Travel Insurance Basics: What First-Time Travelers Should Know

A beginner-friendly guide to travel insurance coverage, exclusions, trip cancellation, medical coverage, baggage delay, and plan comparison.

Updated 2026-05-018 min readBest Travel Assistance Editorial Team

Travel insurance can help protect parts of a trip when plans are interrupted, bags are delayed, or medical problems happen away from home. It is not a universal guarantee, so the details matter.

First-time travelers should compare coverage based on real trip risks, not only price. This guide explains the common parts of a policy and the questions to ask before buying.

What travel insurance may cover

Travel insurance policies often combine several benefit types, including trip cancellation, trip interruption, emergency medical expenses, baggage delay, lost luggage, and travel delay. The exact benefits and limits depend on the plan.

Coverage only applies under the terms of the policy. A reason that feels reasonable to a traveler may still be excluded if it is not listed or if the required documentation is missing.

Trip cancellation and interruption

Cancellation coverage usually applies before departure when a covered reason prevents the trip. Interruption coverage generally applies after the trip has started and may reimburse unused prepaid costs or extra transportation in covered situations.

Review covered reasons carefully. Some travelers want broader flexibility, but cancel-for-any-reason style benefits are separate, time-sensitive, and often cost more.

Medical coverage abroad

Medical coverage can be important if your domestic health insurance has limited international benefits. Look at emergency treatment limits, evacuation benefits, deductibles, and whether pre-existing condition rules apply.

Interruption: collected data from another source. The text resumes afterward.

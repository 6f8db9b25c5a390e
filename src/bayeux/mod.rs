//! The Bayeux session layer and its HTTP transport.

pub mod channel;
pub mod config;
pub mod connector;
pub mod dispatch;
pub mod http;
pub mod session;

pub use channel::{channel_from_node_name, is_meta_channel, node_name_from_channel};
pub use config::BayeuxConfig;
pub use connector::{Connector, RandomIdGenerator, SessionIdGenerator};
pub use dispatch::{dispatch_messages, DispatchResult, ParkedConnect};
pub use http::{bayeux_service, complete_poll, parse_form_messages, parse_json_messages};
pub use session::{PollListener, Session};
//! Pub/sub root configuration.

/// Tunables of the pub/sub root.
///
/// Snapshots are shared behind `Arc` and replaced atomically; a caller
/// keeps its snapshot for the duration of one operation.
#[derive(Clone, Debug)]
pub struct PubSubConfig {
    /// Whether subscriptions pass through the adapter's authorize step.
    pub authorization_required: bool,

    /// Node history budget as a percentage of the current value's
    /// serialized size.
    pub keep_update_size_percent: u32,

    /// Keep nodes alive after their last subscriber leaves, so state
    /// published via `update_node` survives subscriber churn.
    pub retain_unsubscribed_nodes: bool,
}

impl Default for PubSubConfig {
    fn default() -> Self {
        PubSubConfig {
            authorization_required: true,
            keep_update_size_percent: 30,
            retain_unsubscribed_nodes: true,
        }
    }
}

impl PubSubConfig {
    /// Configuration with the authorize step disabled.
    #[must_use]
    pub fn authorization_not_required() -> Self {
        PubSubConfig { authorization_required: false, ..PubSubConfig::default() }
    }
}
//! The pub/sub root: owner of every node and subscription.
//!
//! The root mediates between subscribers and the application [`Adapter`].
//! A subscription walks validate → authorize → initialize before the
//! subscriber is attached and handed the node's current state; each step
//! may be answered synchronously from inside the adapter call or deferred
//! and answered later from another thread.
//!
//! Locking: one mutex guards the node table and the pending-subscription
//! table. Adapter callbacks and subscriber notifications always run with
//! the lock released, so a synchronous reply re-entering the root cannot
//! deadlock, and a slow adapter cannot stall `update_node`.

use std::collections::{HashMap, HashSet};
use std::panic::{catch_unwind, AssertUnwindSafe};
use std::sync::Arc;

use parking_lot::Mutex;

use crate::json::Value;
use crate::pubsub::adapter::{
    Adapter, AuthorizationReply, InitializationReply, PublishResult, SubscriberHandle,
    SubscriptionError, ValidationReply,
};
use crate::pubsub::config::PubSubConfig;
use crate::pubsub::name::NodeName;
use crate::pubsub::node::{Node, NodeVersion};

/// Result of [`Root::unsubscribe`].
#[derive(Clone, Copy, Debug, PartialEq, Eq)]
pub enum UnsubscribeOutcome {
    /// A live subscription was removed.
    Unsubscribed,
    /// The subscription was still in flight; it has been cancelled and its
    /// eventual adapter reply will be ignored.
    PendingCancelled,
    /// The subscriber held no subscription for the node.
    NotSubscribed,
}

#[derive(Clone, Copy, Debug, PartialEq, Eq)]
enum Stage {
    Validating,
    Authorizing,
    Initializing,
}

struct PendingSubscription {
    subscriber: SubscriberHandle,
    stage: Stage,
}

struct NodeEntry {
    node: Node,
    subscribers: Vec<SubscriberHandle>,
}

#[derive(Default)]
struct RootState {
    nodes: HashMap<NodeName, NodeEntry>,
    validated: HashSet<NodeName>,
    validating: HashSet<NodeName>,
    initializing: HashSet<NodeName>,
    pending: HashMap<NodeName, Vec<PendingSubscription>>,
}

/// Work queued up under the lock, executed after it is released.
enum Action {
    Validate(NodeName),
    Authorize(SubscriberHandle, NodeName),
    Initialize(NodeName),
    Deliver(SubscriberHandle, NodeName, Node),
    Fail(SubscriberHandle, NodeName, SubscriptionError),
}

pub(crate) struct RootShared {
    adapter: Arc<dyn Adapter>,
    config: Mutex<Arc<PubSubConfig>>,
    state: Mutex<RootState>,
}

/// Handle to the process-wide pub/sub registry.
///
/// Cloning is cheap and every clone sees the same nodes and
/// subscriptions.
#[derive(Clone)]
pub struct Root {
    shared: Arc<RootShared>,
}
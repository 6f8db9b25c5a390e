//! JSON value model and structural deltas.

pub mod delta;
pub mod value;

pub use delta::{apply, delta};
pub use value::{Array, Number, Object, Value};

Carry policy numbers and assistance contacts while traveling. In a medical situation, the assistance line may help explain next steps and documentation requirements.

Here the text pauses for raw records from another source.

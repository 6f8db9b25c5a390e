//! The session registry: opaque ids, use counts, idle timers.
//!
//! Sessions are created on handshake and found by id on every later
//! request. A session is "in use" while at least one response references
//! it; when the last reference is released an idle timer starts, and a
//! session that stays unreferenced for `session_timeout` is destroyed.
//!
//! Session ids come from a [`SessionIdGenerator`]. The default generator
//! is cryptographically strong: holding a session id must be the only way
//! to act on a session, so ids must not be guessable.

use std::collections::HashMap;
use std::sync::Arc;

use parking_lot::Mutex;
use rand::distr::Alphanumeric;
use rand::Rng;

use crate::bayeux::config::BayeuxConfig;
use crate::bayeux::session::Session;
use crate::pubsub::Root;

const SESSION_ID_LENGTH: usize = 32;

/// Produces fresh session ids.
///
/// `connection_name` names the transport connection the handshake arrived
/// on; generators may fold it into the id or ignore it.
pub trait SessionIdGenerator: Send + Sync {
    fn generate(&self, connection_name: &str) -> String;
}

/// The default generator: 32 alphanumeric characters from a CSPRNG.
pub struct RandomIdGenerator;

impl SessionIdGenerator for RandomIdGenerator {
    fn generate(&self, _connection_name: &str) -> String {
        rand::rng()
            .sample_iter(&Alphanumeric)
            .take(SESSION_ID_LENGTH)
            .map(char::from)
            .collect()
    }
}

struct SessionEntry {
    session: Session,
    use_count: u32,
    /// Bumped whenever the idle timer is armed or cancelled, so a stale
    /// timer task cannot reap a session that was picked up again.
    timer_generation: u64,
    idle_timer: Option<tokio::task::JoinHandle<()>>,
}

struct ConnectorInner {
    root: Root,
    config: Mutex<Arc<BayeuxConfig>>,
    generator: Box<dyn SessionIdGenerator>,
    sessions: Mutex<HashMap<String, SessionEntry>>,
}

/// Concurrent registry of Bayeux sessions.
///
/// All mutations go through one mutex; clones share the registry.
#[derive(Clone)]
pub struct Connector {
    inner: Arc<ConnectorInner>,
}

impl Connector {
    #[must_use]
    pub fn new(root: Root, config: BayeuxConfig) -> Self {
        Connector::with_generator(root, config, Box::new(RandomIdGenerator))
    }

    #[must_use]
    pub fn with_generator(
        root: Root,
        config: BayeuxConfig,
        generator: Box<dyn SessionIdGenerator>,
    ) -> Self {
        Connector {
            inner: Arc::new(ConnectorInner {
                root,
                config: Mutex::new(Arc::new(config)),
                generator,
                sessions: Mutex::new(HashMap::new()),
            }),
        }
    }

    #[must_use]
    pub fn root(&self) -> &Root {
        &self.inner.root
    }

    #[must_use]
    pub fn config(&self) -> Arc<BayeuxConfig> {
        self.inner.config.lock().clone()
    }

    pub fn set_config(&self, config: BayeuxConfig) {
        *self.inner.config.lock() = Arc::new(config);
    }

    /// Create a session under a fresh id, with a use count of one.
    #[must_use]
    pub fn create_session(&self, connection_name: &str) -> Session {
        let config = self.config();
        let mut sessions = self.inner.sessions.lock();

        let mut id = self.inner.generator.generate(connection_name);
        while sessions.contains_key(&id) {
            id = self.inner.generator.generate(connection_name);
        }

        let session = Session::new(id.clone(), self.inner.root.clone(), config);
        tracing::debug!(session = %id, connection = connection_name, "session created");
        sessions.insert(
            id,
            SessionEntry {
                session: session.clone(),
                use_count: 1,
                timer_generation: 0,
                idle_timer: None,
            },
        );
        session
    }

    /// Look a session up, taking a use-count reference and cancelling any
    /// running idle timer.
    #[must_use]
    pub fn find_session(&self, id: &str) -> Option<Session> {
        let mut sessions = self.inner.sessions.lock();
        let entry = sessions.get_mut(id)?;
        entry.use_count += 1;
        entry.timer_generation += 1;
        if let Some(timer) = entry.idle_timer.take() {
            timer.abort();
        }
        Some(entry.session.clone())
    }

    /// Release one use-count reference; the last release arms the idle
    /// timer.
    ///
    /// Without a tokio runtime on the current thread the timer cannot be
    /// armed and the session stays until dropped explicitly.
    pub fn idle_session(&self, session: &Session) {
        let timeout = self.config().session_timeout;
        let mut sessions = self.inner.sessions.lock();
        let Some(entry) = sessions.get_mut(session.session_id()) else {
            return;
        };
        entry.use_count = entry.use_count.saturating_sub(1);
        if entry.use_count > 0 {
            return;
        }

        entry.timer_generation += 1;
        let generation = entry.timer_generation;
        let connector = self.clone();
        let id = session.session_id().to_string();
        let Ok(runtime) = tokio::runtime::Handle::try_current() else {
            return;
        };
        entry.idle_timer = Some(runtime.spawn(async move {
            tokio::time::sleep(timeout).await;
            connector.session_timeout_reached(&id, generation);
        }));
    }

    /// Remove a session immediately if nothing references it.
    pub fn drop_session(&self, id: &str) {
        let removed = {
            let mut sessions = self.inner.sessions.lock();
            match sessions.get(id) {
                Some(entry) if entry.use_count == 0 => sessions.remove(id),
                _ => None,
            }
        };
        if let Some(entry) = removed {
            if let Some(timer) = entry.idle_timer {
                timer.abort();
            }
            entry.session.close();
        }
    }

    /// Close every session, cancel every timer, release every parked
    /// response.
    pub fn shut_down(&self) {
        let entries: Vec<SessionEntry> = {
            let mut sessions = self.inner.sessions.lock();
            sessions.drain().map(|(_, entry)| entry).collect()
        };
        tracing::info!(sessions = entries.len(), "connector shutting down");
        for entry in entries {
            if let Some(timer) = entry.idle_timer {
                timer.abort();
            }
            entry.session.close();
        }
    }

    #[must_use]
    pub fn session_count(&self) -> usize {
        self.inner.sessions.lock().len()
    }

    fn session_timeout_reached(&self, id: &str, generation: u64) {
        let expired = {
            let mut sessions = self.inner.sessions.lock();
            match sessions.get(id) {
                Some(entry)
                    if entry.use_count == 0 && entry.timer_generation == generation =>
                {
                    sessions.remove(id).map(|entry| entry.session)
                }
                _ => None,
            }
        };
        if let Some(session) = expired {
            tracing::debug!(session = %id, "idle session timed out");
            session.close();
        }
    }
}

Lost baggage and travel delays

Baggage delay benefits may reimburse essential purchases after a covered delay, while lost luggage benefits may apply if bags are permanently lost. Receipts and airline reports are usually required.

Travel delay benefits may help with meals or lodging when a covered delay exceeds a stated number of hours. Check time thresholds and daily limits before relying on this benefit.

Common exclusions to review

Common exclusions may involve known events, certain adventure activities, alcohol-related incidents, unattended belongings, medical conditions, or travel against official advice. Exclusions vary widely.

Read the exclusion section, not just the benefits summary. This is where many misunderstandings start.

How to compare plans

Compare plans by benefits, limits, exclusions, claim process, support access, and total trip cost. The cheapest plan may be enough for a simple domestic trip but weak for international medical needs.

Look at the coverage that matters most for your trip. A cruise, multi-country itinerary, remote destination, or expensive prepaid vacation may require different protection than a short city break.

When to buy coverage

Many travelers buy insurance soon after their first major booking. Some benefits are only available if the policy is purchased within a specific number of days after the initial trip deposit.

Waiting until departure week can reduce options. Compare early so you can understand requirements before they expire.

Why policy details matter

Travel insurance is a contract, not a general promise. Policy wording, benefit limits, exclusions, and documentation rules determine how claims are handled.

Before choosing, read the certificate or policy document and ask the provider questions about anything unclear. Save records of bookings, payments, delay notices, and communications during the trip.

Frequently Asked Questions

Is travel insurance required for international trips?

Some destinations or tour providers may require it, but many do not. Even when optional, travelers often compare it for medical, cancellation, and delay protection.

Does travel insurance cover medical care abroad?

Many plans include emergency medical benefits, but limits, exclusions, and pre-existing condition rules vary. Read the policy before buying.

Can I buy travel insurance after booking?

Usually yes, but some benefits may require purchase soon after the first trip payment. Buying late can limit options.

What should I check before choosing a plan?

Check benefit limits, covered reasons, exclusions, medical coverage, support access, claim documentation, and refund rules.

Editorial note: Provider details, prices, availability, policies, and entry rules can change. Always verify the latest information before making a booking or purchase.